/// Residue names treated as solvent: crystallographic waters and the water
/// models of common MD force fields.
const SOLVENT_RESIDUES: &[&str] = &[
    "HOH", "WAT", "H2O", "DOD", "D2O", "SOL", "TIP", "TP3", "TIP3", "T3P",
    "SPC", "TP4", "TIP4", "T4P", "TP5", "TIP5",
];

/// Whether `res_name` names a solvent residue. Surrounding whitespace and
/// case are ignored.
#[must_use]
pub fn is_solvent_residue(res_name: &str) -> bool {
    let name = res_name.trim();
    SOLVENT_RESIDUES
        .iter()
        .any(|solvent| solvent.eq_ignore_ascii_case(name))
}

### WHAT IS NEEDED
Produce the entries above once more, identical in every detail.

### REPLY TO THE TASK
/// Residue names treated as solvent: crystallographic waters and the water
/// models of common MD force fields.
const SOLVENT_RESIDUES: &[&str] = &[
    "HOH", "WAT", "H2O", "DOD", "D2O", "SOL", "TIP", "TP3", "TIP3", "T3P",
    "SPC", "TP4", "TIP4", "T4P", "TP5", "TIP5",
];

/// Whether `res_name` names a solvent residue. Surrounding whitespace and
/// case are ignored.
#[must_use]
pub fn is_solvent_residue(res_name: &str) -> bool {
    let name = res_name.trim();
    SOLVENT_RESIDUES
        .iter()
        .any(|solvent| solvent.eq_ignore_ascii_case(name))
}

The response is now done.